Milk requires a woman’s energy resources to produce it. As mammals, our bodies get ready to produce milk as soon as a baby starts to grow. Pregnancy, it turns out, is not just a 9-month experience, it’s more like an 18-month effort.  When the body has prepared to lactate and doesn’t, the ingredients for milk-making, meant to be consumed by the infant, stick on the mother as belly fat.  This visceral fat puts the mother at risk for diabetes, heart disease, and a host of other health problems. Mothers who never lactated typically end up with belly fat close to the size of a stick of butter.  In contrast, mothers who breastfed have, on average, a 6-centimeter smaller waist circumference, and if they do accumulate fat, it’s less likely to end up as visceral fat. Mothers who breastfed are more likely to end up “pear shaped,” where fat accumulates below their waistlines, as opposed to the more dangerous “apple shaped,” with belly fat that is linked to diabetes and heart disease.

 

BREASTFEEDING INCREASES IQs OF CHILDREN

 

We know from MRI comparisons that the brains of children fed with human milk develop differently from children fed with cow’s milk. Children’s brain development requires special fats that are not found in cow’s milk. The long-term consequences of a lack of these fats for babies fed nonhuman milk include an average loss of seven points in IQ.  This difference has been known for years, but many in the U.S. have assumed that this difference came about because mothers who were rich and well-educated were more likely to breastfeed.  However, a recent Brazilian study that followed children to 30 years of age counters these thoughts. In Brazil, rich and educated women were not more likely to breastfeed; even so, breastfed babies had higher IQ, more educational achievement, and higher incomes at 30 years of age.

 

 

THE COSTS TO SOCIETY OF NOT BREASTFEEDING ARE ENORMOUS

 

The health data are staggeringly clear; when breastfeeding is interrupted, both mothers and babies suffer, and our communities are unnecessarily burdened with costly health problems.

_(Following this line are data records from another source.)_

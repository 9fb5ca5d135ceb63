//! Filter and sort state, and the derived views built from it

use crate::api::{ProjectQuery, SortSpec, TaskQuery};
use crate::models::{Project, ProjectStatus, Task, TaskStatus};
use chrono::{DateTime, Utc};
use serde::{Deserialize, Serialize};
use std::cmp::Ordering;
use std::fmt;
use std::str::FromStr;

/// A field value as seen by the sort
#[derive(Debug, Clone, PartialEq)]
pub enum SortValue {
    /// Compared case-insensitively
    Text(String),
    Number(i64),
    /// Missing dates sort after present ones
    Date(Option<DateTime<Utc>>),
    /// Unknown field; never reorders anything
    Missing,
}

impl SortValue {
    pub fn compare(&self, other: &Self) -> Ordering {
        match (self, other) {
            (Self::Text(a), Self::Text(b)) => a.to_lowercase().cmp(&b.to_lowercase()),
            (Self::Number(a), Self::Number(b)) => a.cmp(b),
            (Self::Date(a), Self::Date(b)) => match (a, b) {
                (Some(a), Some(b)) => a.cmp(b),
                (Some(_), None) => Ordering::Less,
                (None, Some(_)) => Ordering::Greater,
                (None, None) => Ordering::Equal,
            },
            _ => Ordering::Equal,
        }
    }
}

/// Entities that can be searched and sorted by field name
pub trait Filterable {
    /// Name or title, then description
    fn search_fields(&self) -> [&str; 2];

    /// Value of the wire field `field` (camelCase)
    fn sort_value(&self, field: &str) -> SortValue;

    fn matches_search(&self, search: &str) -> bool {
        let needle = search.trim().to_lowercase();
        needle.is_empty()
            || self
                .search_fields()
                .iter()
                .any(|f| f.to_lowercase().contains(&needle))
    }
}

/// Stable sort by `spec`
pub fn sort_by_spec<E: Filterable>(items: &mut [E], spec: &SortSpec) {
    items.sort_by(|a, b| {
        let ordering = a.sort_value(&spec.field).compare(&b.sort_value(&spec.field));
        match spec.direction {
            crate::api::SortDirection::Asc => ordering,
            crate::api::SortDirection::Desc => ordering.reverse(),
        }
    });
}

/// Parse a status filter where `all` (or an empty string) means no filter
pub fn parse_status_filter<S: FromStr<Err = String>>(value: &str) -> Result<Option<S>, String> {
    let value = value.trim();
    if value.is_empty() || value.eq_ignore_ascii_case("all") {
        Ok(None)
    } else {
        value.parse().map(Some)
    }
}

impl Filterable for Project {
    fn search_fields(&self) -> [&str; 2] {
        [&self.name, &self.description]
    }

    fn sort_value(&self, field: &str) -> SortValue {
        match field {
            "name" => SortValue::Text(self.name.clone()),
            "description" => SortValue::Text(self.description.clone()),
            "status" => SortValue::Text(self.status.as_str().to_string()),
            "createdBy" => SortValue::Text(self.created_by.clone()),
            "tasksCount" => SortValue::Number(self.tasks_count as i64),
            "createdAt" => SortValue::Date(Some(self.created_at)),
            "updatedAt" => SortValue::Date(Some(self.updated_at)),
            _ => SortValue::Missing,
        }
    }
}

impl Filterable for Task {
    fn search_fields(&self) -> [&str; 2] {
        [&self.title, &self.description]
    }

    fn sort_value(&self, field: &str) -> SortValue {
        match field {
            "title" => SortValue::Text(self.title.clone()),
            "description" => SortValue::Text(self.description.clone()),
            "assignee" => SortValue::Text(self.assignee().unwrap_or_default().to_string()),
            "status" => SortValue::Text(self.status.as_str().to_string()),
            "priority" => SortValue::Number(self.priority.rank()),
            "order" => SortValue::Number(self.order as i64),
            "dueDate" => SortValue::Date(self.due_date),
            "createdAt" => SortValue::Date(Some(self.created_at)),
            "updatedAt" => SortValue::Date(Some(self.updated_at)),
            _ => SortValue::Missing,
        }
    }
}

// ============================================================================
// Project filters
// ============================================================================

/// Filter state of the project list. `status: None` means all statuses.
#[derive(Debug, Clone, PartialEq, Serialize, Deserialize)]
#[serde(default)]
pub struct ProjectFilters {
    pub status: Option<ProjectStatus>,
    pub search: String,
    pub sort: SortSpec,
}

impl Default for ProjectFilters {
    fn default() -> Self {
        Self {
            status: None,
            search: String::new(),
            sort: SortSpec::desc("createdAt"),
        }
    }
}

impl ProjectFilters {
    pub fn to_query(&self) -> ProjectQuery {
        ProjectQuery {
            status: self.status,
            search: Some(self.search.clone()).filter(|s| !s.trim().is_empty()),
            sort: Some(self.sort.clone()),
        }
    }

    pub fn matches(&self, project: &Project) -> bool {
        self.status.map_or(true, |s| project.status == s) && project.matches_search(&self.search)
    }

    /// Filtered and sorted copy of `projects`
    pub fn apply(&self, projects: &[Project]) -> Vec<Project> {
        let mut result: Vec<Project> = projects.iter().filter(|p| self.matches(p)).cloned().collect();
        sort_by_spec(&mut result, &self.sort);
        result
    }
}

// ============================================================================
// Task filters
// ============================================================================

/// Assignee filter: everyone, nobody, or one person
#[derive(Debug, Clone, Default, PartialEq, Eq, Serialize, Deserialize)]
#[serde(from = "String", into = "String")]
pub enum AssigneeFilter {
    #[default]
    All,
    Unassigned,
    Named(String),
}

impl AssigneeFilter {
    pub fn matches(&self, task: &Task) -> bool {
        match self {
            Self::All => true,
            Self::Unassigned => task.assignee().is_none(),
            Self::Named(name) => task.assignee() == Some(name.as_str()),
        }
    }

    /// Value of the `assignee` query parameter; `all` is not sent
    pub fn to_query(&self) -> Option<String> {
        match self {
            Self::All => None,
            other => Some(other.to_string()),
        }
    }
}

impl fmt::Display for AssigneeFilter {
    fn fmt(&self, f: &mut fmt::Formatter<'_>) -> fmt::Result {
        match self {
            Self::All => write!(f, "all"),
            Self::Unassigned => write!(f, "unassigned"),
            Self::Named(name) => write!(f, "{}", name),
        }
    }
}

impl From<String> for AssigneeFilter {
    fn from(value: String) -> Self {
        match value.trim() {
            "" | "all" => Self::All,
            "unassigned" => Self::Unassigned,
            name => Self::Named(name.to_string()),
        }
    }
}

impl From<&str> for AssigneeFilter {
    fn from(value: &str) -> Self {
        Self::from(value.to_string())
    }
}

impl From<AssigneeFilter> for String {
    fn from(filter: AssigneeFilter) -> Self {
        filter.to_string()
    }
}

/// Filter state of the task board. `status: None` means all columns.
#[derive(Debug, Clone, PartialEq, Serialize, Deserialize)]
#[serde(default)]
pub struct TaskFilters {
    pub status: Option<TaskStatus>,
    pub assignee: AssigneeFilter,
    pub search: String,
    pub sort: SortSpec,
}

impl Default for TaskFilters {
    fn default() -> Self {
        Self {
            status: None,
            assignee: AssigneeFilter::All,
            search: String::new(),
            sort: SortSpec::asc("order"),
        }
    }
}

impl TaskFilters {
    pub fn to_query(&self, project_id: &str) -> TaskQuery {
        TaskQuery {
            project_id: project_id.to_string(),
            status: self.status,
            assignee: self.assignee.to_query(),
            search: Some(self.search.clone()).filter(|s| !s.trim().is_empty()),
            sort: Some(self.sort.clone()),
        }
    }

    pub fn matches(&self, task: &Task) -> bool {
        self.status.map_or(true, |s| task.status == s)
            && self.assignee.matches(task)
            && task.matches_search(&self.search)
    }

    /// Filtered and sorted copy of `tasks`
    pub fn apply(&self, tasks: &[Task]) -> Vec<Task> {
        let mut result: Vec<Task> = tasks.iter().filter(|t| self.matches(t)).cloned().collect();
        sort_by_spec(&mut result, &self.sort);
        result
    }
}
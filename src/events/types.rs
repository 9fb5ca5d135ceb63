//! Store change event types

use serde::{Deserialize, Serialize};
use std::fmt;

/// The kind of entity a store manages
#[derive(Debug, Clone, Copy, PartialEq, Eq, Hash, Serialize, Deserialize)]
#[serde(rename_all = "snake_case")]
pub enum EntityType {
    Project,
    Task,
}

impl fmt::Display for EntityType {
    fn fmt(&self, f: &mut fmt::Formatter<'_>) -> fmt::Result {
        match self {
            Self::Project => write!(f, "project"),
            Self::Task => write!(f, "task"),
        }
    }
}

/// What happened to the store
#[derive(Debug, Clone, Copy, PartialEq, Eq, Hash, Serialize, Deserialize)]
#[serde(rename_all = "snake_case")]
pub enum StoreAction {
    /// The collection or the current slot was replaced by a fetch
    Loaded,
    /// A provisional entity was inserted locally
    Inserted,
    /// The server confirmed a local mutation
    Confirmed,
    /// An entity was patched locally
    Updated,
    /// A task changed column or position
    Reordered,
    /// An entity was removed locally
    Removed,
    /// A failed confirmation restored the previous state
    RolledBack,
}

/// A change notification emitted by a store
///
/// Must be Clone for `tokio::sync::broadcast`.
#[derive(Debug, Clone, Serialize, Deserialize)]
pub struct StoreEvent {
    pub entity_type: EntityType,
    pub action: StoreAction,
    /// Empty for collection-wide events such as a full fetch
    pub entity_id: String,
    /// ISO 8601 timestamp
    pub timestamp: String,
    /// Owning project, for task events
    #[serde(skip_serializing_if = "Option::is_none")]
    pub project_id: Option<String>,
}

impl StoreEvent {
    /// Create a new StoreEvent with the current timestamp
    pub fn new(entity_type: EntityType, action: StoreAction, entity_id: impl Into<String>) -> Self {
        Self {
            entity_type,
            action,
            entity_id: entity_id.into(),
            timestamp: chrono::Utc::now().to_rfc3339(),
            project_id: None,
        }
    }

    pub fn with_project_id(mut self, project_id: impl Into<String>) -> Self {
        self.project_id = Some(project_id.into());
        self
    }
}

/// Anything that can publish store events
///
/// Implementations must never block and never fail loudly.
pub trait EventEmitter: Send + Sync {
    fn emit(&self, event: StoreEvent);

    fn emit_action(&self, entity_type: EntityType, action: StoreAction, entity_id: &str) {
        self.emit(StoreEvent::new(entity_type, action, entity_id));
    }
}
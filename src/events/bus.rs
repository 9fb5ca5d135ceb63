//! Event bus for broadcasting store changes to UI layers

use super::{EventEmitter, StoreEvent};
use tokio::sync::broadcast;
use tracing::debug;

/// Default broadcast channel capacity
const DEFAULT_CAPACITY: usize = 256;

/// Event bus that distributes StoreEvents via `tokio::sync::broadcast`
///
/// Fire-and-forget: emitting never blocks, never panics.
/// If no subscribers are connected, events are silently dropped.
#[derive(Debug, Clone)]
pub struct EventBus {
    sender: broadcast::Sender<StoreEvent>,
}

impl EventBus {
    /// Create a new EventBus with the given channel capacity
    pub fn new(capacity: usize) -> Self {
        let (sender, _) = broadcast::channel(capacity);
        Self { sender }
    }

    pub fn subscribe(&self) -> broadcast::Receiver<StoreEvent> {
        self.sender.subscribe()
    }

    /// Number of active subscribers
    pub fn subscriber_count(&self) -> usize {
        self.sender.receiver_count()
    }
}

impl EventEmitter for EventBus {
    fn emit(&self, event: StoreEvent) {
        let entity = event.entity_type;
        let action = event.action;
        if let Ok(n) = self.sender.send(event) {
            debug!(
                entity_type = %entity,
                action = ?action,
                subscribers = n,
                "StoreEvent emitted"
            );
        }
    }
}

impl Default for EventBus {
    fn default() -> Self {
        Self::new(DEFAULT_CAPACITY)
    }
}
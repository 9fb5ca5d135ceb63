//! Dense per-column order index for tasks
//!
//! Within one status column the `order` values of the tasks are always
//! `0..n`. A move takes the task out of its column (closing the gap it
//! leaves), opens a gap at the target position and drops the task into it.
//! The board is kept sorted by `(status, order)`, comparing statuses by
//! their wire names.

use super::collection::Collection;
use crate::models::{Task, TaskStatus};
use chrono::{DateTime, Utc};
use std::collections::HashSet;

/// A column and a position inside it
#[derive(Debug, Clone, Copy, PartialEq, Eq)]
pub struct Placement {
    pub status: TaskStatus,
    pub order: u32,
}

impl Placement {
    pub fn of(task: &Task) -> Self {
        Self {
            status: task.status,
            order: task.order,
        }
    }
}

/// Result of [`move_task`]
#[derive(Debug, Clone, Copy, PartialEq, Eq)]
pub struct Move {
    pub from: Placement,
    /// Target placement after clamping
    pub to: Placement,
}

/// Number of tasks in `status`, not counting `except`
pub fn bucket_len(items: &Collection<Task>, status: TaskStatus, except: Option<&str>) -> usize {
    items.count_where(|t| t.status == status && Some(t.id.as_str()) != except)
}

/// Shift every task after `order` in `status` one slot up
pub fn close_gap(items: &mut Collection<Task>, status: TaskStatus, order: u32, except: &str) {
    items.shift_where(
        |t| t.status == status && t.order > order && t.id != except,
        |t| t.order -= 1,
    );
}

/// Shift every task at or after `order` in `status` one slot down
pub fn open_gap(items: &mut Collection<Task>, status: TaskStatus, order: u32, except: &str) {
    items.shift_where(
        |t| t.status == status && t.order >= order && t.id != except,
        |t| t.order += 1,
    );
}

pub fn sort_board(items: &mut Collection<Task>) {
    items.sort_by(|a, b| {
        a.status
            .as_str()
            .cmp(b.status.as_str())
            .then(a.order.cmp(&b.order))
    });
}

/// Sort the board and renumber every column to `0..n`.
///
/// Only tasks whose order actually changes are written.
pub fn compact(items: &mut Collection<Task>) {
    sort_board(items);
    let mut column: Option<TaskStatus> = None;
    let mut next = 0u32;
    for index in 0..items.len() {
        let Some((status, order)) = items.at(index).map(|t| (t.status, t.order)) else {
            break;
        };
        if column != Some(status) {
            column = Some(status);
            next = 0;
        }
        if order != next {
            let expected = next;
            items.shift_at(index, |t| t.order = expected);
        }
        next += 1;
    }
}

/// Move task `id` to `order` inside `status`.
///
/// `order` is clamped to the size of the target column. Returns `None` when
/// the task is not in the collection.
pub fn move_task(
    items: &mut Collection<Task>,
    id: &str,
    status: TaskStatus,
    order: u32,
    now: DateTime<Utc>,
) -> Option<Move> {
    let from = Placement::of(items.get(id)?);
    let order = order.min(bucket_len(items, status, Some(id)) as u32);

    close_gap(items, from.status, from.order, id);
    open_gap(items, status, order, id);
    items.update(id, |t| {
        t.status = status;
        t.order = order;
        t.updated_at = now;
    });
    sort_board(items);

    Some(Move {
        from,
        to: Placement { status, order },
    })
}

/// Whether every column in `tasks` is numbered exactly `0..n`
pub fn is_dense(tasks: &[Task]) -> bool {
    TaskStatus::ALL.iter().all(|status| {
        let mut orders: Vec<u32> = tasks
            .iter()
            .filter(|t| t.status == *status)
            .map(|t| t.order)
            .collect();
        orders.sort_unstable();
        orders.iter().enumerate().all(|(i, o)| *o == i as u32)
    })
}

/// The columns touched by a move, as they were before it.
///
/// Taken before the move and sealed right after it; a rollback restores the
/// old placements only if nobody wrote to those columns in between.
#[derive(Debug, Clone)]
pub struct BoardSnapshot {
    statuses: Vec<TaskStatus>,
    placements: Vec<(String, Placement)>,
    moved: Option<(String, DateTime<Utc>)>,
    revisions: Vec<(String, u64)>,
    generation: u64,
}

impl BoardSnapshot {
    /// Record the placements of every task in `statuses`
    pub fn capture(items: &Collection<Task>, statuses: &[TaskStatus]) -> Self {
        let mut unique: Vec<TaskStatus> = Vec::new();
        for status in statuses {
            if !unique.contains(status) {
                unique.push(*status);
            }
        }
        let placements = items
            .iter()
            .filter(|t| unique.contains(&t.status))
            .map(|t| (t.id.clone(), Placement::of(t)))
            .collect();
        Self {
            statuses: unique,
            placements,
            moved: None,
            revisions: Vec::new(),
            generation: items.generation(),
        }
    }

    /// Remember the moving task's previous `updatedAt`
    pub fn with_moved(mut self, id: &str, updated_at: DateTime<Utc>) -> Self {
        self.moved = Some((id.to_string(), updated_at));
        self
    }

    /// Stamp the revisions the columns carry right after the local move
    pub fn seal(&mut self, items: &Collection<Task>) {
        self.revisions = items
            .iter()
            .filter(|t| self.statuses.contains(&t.status))
            .filter_map(|t| items.revision(&t.id).map(|r| (t.id.clone(), r)))
            .collect();
    }

    /// Whether the columns still hold exactly what the move left there
    pub fn is_current(&self, items: &Collection<Task>) -> bool {
        if items.generation() != self.generation {
            return false;
        }
        let members: HashSet<&str> = items
            .iter()
            .filter(|t| self.statuses.contains(&t.status))
            .map(|t| t.id.as_str())
            .collect();
        members.len() == self.revisions.len()
            && self
                .revisions
                .iter()
                .all(|(id, rev)| members.contains(id.as_str()) && items.revision(id) == Some(*rev))
    }

    /// Put every captured task back where it was
    pub fn restore(&self, items: &mut Collection<Task>) {
        for (id, placement) in &self.placements {
            items.shift(id, |t| {
                t.status = placement.status;
                t.order = placement.order;
            });
        }
        if let Some((id, updated_at)) = &self.moved {
            items.update(id, |t| t.updated_at = *updated_at);
        }
        sort_board(items);
    }
}
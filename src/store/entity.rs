//! What a store needs to know about the entities it holds

use super::collection::Collection;
use crate::api::{ApiResult, FieldErrors, RemoteClient};
use crate::events::EntityType;
use async_trait::async_trait;
use chrono::{DateTime, Utc};
use std::sync::atomic::{AtomicU64, Ordering};

/// Prefix of ids minted locally for entities the server has not confirmed
pub const PROVISIONAL_PREFIX: &str = "temp_";

static LAST_PROVISIONAL: AtomicU64 = AtomicU64::new(0);

/// Whether `id` was minted locally by [`provisional_id`]
pub fn is_provisional(id: &str) -> bool {
    id.starts_with(PROVISIONAL_PREFIX)
}

/// Mint a provisional id: `temp_` followed by the current time in
/// milliseconds, bumped so that ids are strictly increasing within a process.
pub fn provisional_id() -> String {
    let now = Utc::now().timestamp_millis().max(0) as u64;
    let mut last = LAST_PROVISIONAL.load(Ordering::Relaxed);
    loop {
        let next = now.max(last + 1);
        match LAST_PROVISIONAL.compare_exchange_weak(last, next, Ordering::SeqCst, Ordering::Relaxed) {
            Ok(_) => return format!("{}{}", PROVISIONAL_PREFIX, next),
            Err(actual) => last = actual,
        }
    }
}

/// A record held by an [`EntityStore`](super::EntityStore).
///
/// The hooks at the bottom let an entity keep collection-wide invariants
/// (such as the task order index) across inserts, removals and rollbacks.
/// They default to doing nothing.
pub trait Entity: Clone + Send + Sync + 'static {
    /// Body used to create the entity
    type Draft: Clone + Send + Sync + 'static;
    /// Partial body used to update the entity
    type Patch: Clone + Send + Sync + 'static;

    const KIND: EntityType;

    /// New entities go to the front of the list instead of the back
    const INSERT_FRONT: bool = false;

    fn id(&self) -> &str;

    fn updated_at(&self) -> DateTime<Utc>;

    /// Owning project, carried on events
    fn project_id(&self) -> Option<&str> {
        None
    }

    /// Local checks run before anything is inserted
    fn validate(draft: &Self::Draft) -> Result<(), FieldErrors>;

    /// Build the local stand-in for a create that is still in flight
    fn provisional(id: String, draft: &Self::Draft, items: &Collection<Self>, now: DateTime<Utc>) -> Self;

    /// Apply `patch` in place and bump `updatedAt`
    fn apply_patch(&mut self, patch: &Self::Patch, now: DateTime<Utc>);

    /// Called after `id` was patched; `before` is the pre-patch copy
    fn after_patch(_items: &mut Collection<Self>, _id: &str, _before: &Self) {}

    /// The entity a failed update puts back, given the pre-patch copy and
    /// what the slot holds now
    fn rolled_back(before: &Self, _current: &Self) -> Self {
        before.clone()
    }

    /// Called after `removed` left the collection
    fn detach(_items: &mut Collection<Self>, _removed: &Self) {}

    /// Called right before `restored` goes back into the collection
    fn attach(_items: &mut Collection<Self>, _restored: &Self) {}

    /// Called after a confirmation or rollback rewrote the collection
    fn normalize(_items: &mut Collection<Self>) {}
}

/// Remote operations for an entity kind
#[async_trait]
pub trait Resource: Entity {
    /// Filters sent with a list request
    type Query: Clone + Send + Sync + 'static;

    async fn list(remote: &dyn RemoteClient, query: &Self::Query) -> ApiResult<Vec<Self>>;

    async fn fetch(remote: &dyn RemoteClient, id: &str) -> ApiResult<Self>;

    async fn create(remote: &dyn RemoteClient, draft: &Self::Draft) -> ApiResult<Self>;

    async fn update(remote: &dyn RemoteClient, id: &str, patch: &Self::Patch) -> ApiResult<Self>;

    async fn delete(remote: &dyn RemoteClient, id: &str) -> ApiResult<()>;
}

/// Shorthand for building a single-field error map
pub(crate) fn field_error(field: &str, message: &str) -> FieldErrors {
    let mut errors = FieldErrors::new();
    errors.insert(field.to_string(), vec![message.to_string()]);
    errors
}
//! Remote data client for the board API
//!
//! [`RemoteClient`] is the seam the stores talk to. [`HttpClient`] speaks to a
//! real server, [`MockRemote`] keeps everything in memory.

pub mod client;
pub mod envelope;
pub mod error;
pub mod mock;
pub mod query;
pub mod traits;

pub use client::HttpClient;
pub use error::{ApiError, ApiResult, FieldErrors, NETWORK_ERROR_MESSAGE};
pub use mock::{MockRemote, RemoteOp};
pub use query::{ProjectQuery, SortDirection, SortSpec, TaskQuery};
pub use traits::RemoteClient;
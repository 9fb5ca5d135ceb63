//! Test helper factories and mock store builders
//!
//! Provides convenience functions for creating test objects with sensible defaults,
//! and helpers for wiring stores to an in-memory backend.

use crate::api::MockRemote;
use crate::events::EventBus;
use crate::models::*;
use crate::store::{MemoryStore, ProjectStore, TaskStore};
use crate::Stores;
use chrono::{TimeZone, Utc};
use std::sync::Arc;

// ============================================================================
// Model factories
// ============================================================================

/// A project in the "To do" status, created at a fixed instant
pub fn test_project(id: &str, name: &str) -> Project {
    let at = Utc.with_ymd_and_hms(2024, 5, 1, 8, 0, 0).unwrap();
    Project {
        id: id.to_string(),
        name: name.to_string(),
        description: String::new(),
        status: ProjectStatus::ToDo,
        tasks_count: 0,
        created_by: "tester".to_string(),
        created_at: at,
        updated_at: at,
    }
}

/// A medium-priority, unassigned task at `order` in `status`
pub fn test_task(id: &str, project_id: &str, status: TaskStatus, order: u32) -> Task {
    let at = Utc.with_ymd_and_hms(2024, 5, 1, 8, 0, 0).unwrap();
    Task {
        id: id.to_string(),
        title: format!("Task {}", id),
        description: String::new(),
        assignee: None,
        status,
        priority: TaskPriority::Medium,
        due_date: None,
        project_id: project_id.to_string(),
        order,
        created_by: "tester".to_string(),
        created_at: at,
        updated_at: at,
    }
}

// ============================================================================
// Store builders
// ============================================================================

/// Stores wired to `remote` with an in-memory cache
pub fn mock_stores(remote: Arc<MockRemote>) -> Stores {
    Stores::new(remote, Arc::new(MemoryStore::new()), EventBus::default())
}

/// A project store over `remote` with an in-memory cache
pub fn mock_project_store(remote: Arc<MockRemote>) -> ProjectStore {
    ProjectStore::new(remote, Arc::new(MemoryStore::new()), EventBus::default())
}

pub fn mock_task_store(remote: Arc<MockRemote>) -> TaskStore {
    TaskStore::new(remote, Arc::new(MemoryStore::new()), EventBus::default())
}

The tragedy is that despite this, only 8% of our nation’s hospitals are following evidence-based practices in supporting breastfeeding, allowing their recognition as a “baby-friendly” hospital. We need a national conversation about making it easier for mothers to breastfeed, including paid maternity leave, on-site day care, and access to evidence-based maternity care for all.